Objectives: Besides the common symptoms of the coronavirus disease 2019 (COVID-19) including fever, shortness of breath, and cough, a “sudden loss of smell” has recently been added as a diagnostic symptom. The relationship between paranasal sinus computed tomography (PNS CT) and sudden loss of smell in COVID-19 was examined. Materials and Methods: Two groups were selected for the study, the COVID-19 and the control groups. The control group consisted of 40 patients who applied to our clinic with headache and therefore underwent PNS CT. The other group consisted of 40 patients with COVID-19 who were diagnosed with sudden loss of smell with the Connecticut Chemosensory Clinical Research Center (CCCRC) olfactory test.

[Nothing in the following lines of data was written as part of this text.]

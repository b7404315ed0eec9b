//! SSH Remote Session
//!
//! Drives the target through the system OpenSSH client. One control master
//! is started per run (`ControlMaster`/`ControlPath` in a private temporary
//! directory), so authentication happens once and every later `ssh`/`scp`
//! invocation rides the same connection. Closing the session asks the master
//! to exit.

use std::path::{Path, PathBuf};
use std::process::Command;
use std::time::Duration;

use tempfile::TempDir;
use tracing::{debug, info, warn};

use super::process::{run_with_timeout, status_with_timeout, ProcessError};
use crate::config::DeployConfig;
use crate::domain::ports::{CommandOutput, RemoteSession, SessionFactory};
use crate::domain::RemoteCommand;
use crate::error::{DeployError, DeployResult};

/// ssh exits with this status when the connection fails
const SSH_TRANSPORT_FAILURE: i32 = 255;
const CONNECT_MARKER: &str = "__DOCKHAND_SSH_OK__";

/// Opens [`SshSession`]s
#[derive(Debug, Default, Clone, Copy)]
pub struct SshSessionFactory;

impl SessionFactory for SshSessionFactory {
    type Session = SshSession;

    fn open(&self, config: &DeployConfig) -> DeployResult<SshSession> {
        SshSession::open(config)
    }
}

/// Multiplexed SSH connection to the target host
pub struct SshSession {
    destination: String,
    port: u16,
    key: PathBuf,
    command_timeout: Duration,
    connect_timeout: Duration,
    control_dir: TempDir,
    open: bool,
}

impl SshSession {
    /// Start the control master and verify the connection
    pub fn open(config: &DeployConfig) -> DeployResult<Self> {
        let control_dir = tempfile::Builder::new()
            .prefix("dh")
            .tempdir()
            .map_err(|e| DeployError::Connection {
                destination: config.destination(),
                message: format!("cannot create control socket directory: {}", e),
            })?;

        let mut session = Self {
            destination: config.destination(),
            port: config.port,
            key: config.ssh_key.clone(),
            command_timeout: config.command_timeout,
            connect_timeout: config.connect_timeout,
            control_dir,
            open: false,
        };
        session.start_master()?;
        session.open = true;
        session.verify()?;
        info!(destination = %session.destination, "ssh session established");
        Ok(session)
    }

    fn control_path(&self) -> PathBuf {
        self.control_dir.path().join("ctl")
    }

    fn master_log(&self) -> PathBuf {
        self.control_dir.path().join("master.log")
    }

    /// Options shared by every ssh/scp invocation
    fn common_options(&self) -> Vec<String> {
        vec![
            "-i".to_string(),
            self.key.to_string_lossy().to_string(),
            "-o".to_string(),
            "BatchMode=yes".to_string(),
            "-o".to_string(),
            format!("ConnectTimeout={}", self.connect_timeout.as_secs().max(1)),
            "-o".to_string(),
            "StrictHostKeyChecking=accept-new".to_string(),
            "-o".to_string(),
            format!("ControlPath={}", self.control_path().display()),
            "-o".to_string(),
            "LogLevel=ERROR".to_string(),
        ]
    }

    fn ssh(&self) -> Command {
        let mut cmd = Command::new("ssh");
        cmd.arg("-p").arg(self.port.to_string());
        cmd.args(self.common_options());
        cmd
    }

    fn connection_error(&self, message: impl Into<String>) -> DeployError {
        DeployError::Connection {
            destination: self.destination.clone(),
            message: message.into(),
        }
    }

    fn start_master(&self) -> DeployResult<()> {
        let mut cmd = self.ssh();
        cmd.args(["-M", "-N", "-f", "-E"])
            .arg(self.master_log())
            .args(["-o", "ControlPersist=yes"])
            .arg(&self.destination);

        // Background the master once authenticated; it keeps no stdio of ours.
        let deadline = self.connect_timeout + Duration::from_secs(5);
        let status = status_with_timeout(&mut cmd, deadline).map_err(|e| match e {
            ProcessError::Timeout => self.connection_error(format!(
                "no response within {}s",
                deadline.as_secs()
            )),
            other => self.connection_error(other.to_string()),
        })?;

        if !status.success() {
            let log = std::fs::read_to_string(self.master_log()).unwrap_or_default();
            return Err(self.connection_error(if log.trim().is_empty() {
                format!("ssh exited with {}", status)
            } else {
                log.trim().to_string()
            }));
        }
        Ok(())
    }

    /// Whether the control master still answers `-O check`
    fn master_alive(&self) -> bool {
        let mut cmd = self.ssh();
        cmd.args(["-O", "check"]).arg(&self.destination);
        matches!(status_with_timeout(&mut cmd, self.connect_timeout), Ok(status) if status.success())
    }

    /// Status 255 is also a legal remote exit code; it only means the
    /// transport failed when the control master is gone too.
    fn transport_failed(&self, code: i32) -> bool {
        code == SSH_TRANSPORT_FAILURE && !self.master_alive()
    }

    fn verify(&mut self) -> DeployResult<()> {
        let out = self.exec(&RemoteCommand::new("echo").arg(CONNECT_MARKER))?;
        if out.success() && out.output.contains(CONNECT_MARKER) {
            Ok(())
        } else {
            Err(self.connection_error(format!(
                "connection check failed (status {}): {}",
                out.status,
                out.output.trim()
            )))
        }
    }
}

impl RemoteSession for SshSession {
    fn describe(&self) -> String {
        self.destination.clone()
    }

    fn exec(&mut self, command: &RemoteCommand) -> DeployResult<CommandOutput> {
        let rendered = command.render();
        debug!(destination = %self.destination, command = %rendered, "ssh exec");

        let mut cmd = self.ssh();
        cmd.args(["-T", "-o", "ControlMaster=no"])
            .arg(&self.destination)
            .arg(format!("exec 2>&1; {}", rendered));

        let out = run_with_timeout(&mut cmd, self.command_timeout).map_err(|e| match e {
            ProcessError::Timeout => DeployError::Timeout {
                command: rendered.clone(),
                after: self.command_timeout,
            },
            other => self.connection_error(other.to_string()),
        })?;

        if self.transport_failed(out.code()) {
            return Err(self.connection_error(format!(
                "ssh transport failed while running `{}`: {}",
                rendered,
                out.combined.trim()
            )));
        }

        Ok(CommandOutput {
            status: out.code(),
            output: out.combined,
        })
    }

    fn upload(&mut self, local: &Path, remote: &str) -> DeployResult<()> {
        debug!(destination = %self.destination, local = %local.display(), remote, "scp upload");

        let mut cmd = Command::new("scp");
        cmd.arg("-q")
            .arg("-P")
            .arg(self.port.to_string())
            .args(self.common_options())
            .arg(local)
            .arg(format!("{}:{}", self.destination, remote));

        let out = run_with_timeout(&mut cmd, self.command_timeout).map_err(|e| match e {
            ProcessError::Timeout => DeployError::Timeout {
                command: format!("scp {} {}", local.display(), remote),
                after: self.command_timeout,
            },
            other => self.connection_error(other.to_string()),
        })?;

        if !out.status.success() {
            return Err(DeployError::Execution {
                command: format!("scp {} {}:{}", local.display(), self.destination, remote),
                status: out.code(),
                output: out.combined,
            });
        }
        Ok(())
    }

    fn close(&mut self) -> DeployResult<()> {
        if !self.open {
            return Ok(());
        }
        self.open = false;

        let mut cmd = self.ssh();
        cmd.args(["-O", "exit"]).arg(&self.destination);
        match run_with_timeout(&mut cmd, self.connect_timeout) {
            Ok(out) if out.status.success() => {
                debug!(destination = %self.destination, "ssh control master stopped");
                Ok(())
            }
            Ok(out) => Err(self.connection_error(format!(
                "failed to stop control master: {}",
                out.combined.trim()
            ))),
            Err(e) => Err(self.connection_error(e.to_string())),
        }
    }
}

impl Drop for SshSession {
    fn drop(&mut self) {
        if self.open {
            if let Err(e) = self.close() {
                warn!("{}", e);
            }
        }
    }
}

Clinical and demographic characteristics, tomography results, and olfactory test scores of patients with COVID-19 loss of smell and control group patients were recorded. The relationship between CT changes in the olfactory cleft and the degree of loss of smell was evaluated. The “Opacification in the olfactory cleft” was accepted as a positive CT finding. Results: Comparison of patients with COVID-19 who had a loss of smell and the control group indicated that a significant difference was observed in terms of CT findings ( P = .022). When we evaluated the paranasal CTs obtained from our patients with loss of smell, the CT of 13 patients showed pathological findings ( P < .05). As the COVID-19 progressed (pneumonia and respiratory failure), the degree of loss of smell increased ( P < .05). A statistically significant relationship was found between the CCCRC score and the presence of PNS CT findings ( P = .0012). Conclusion: The PNS CT findings are significant in patients with COVID-19 with a loss of smell and were significantly associated with the degree of loss of smell. In patients with olfactory loss due to COVID-19, PNS CT can help in diagnosis. However, for this imaging to be diagnostic, a larger patient series is needed.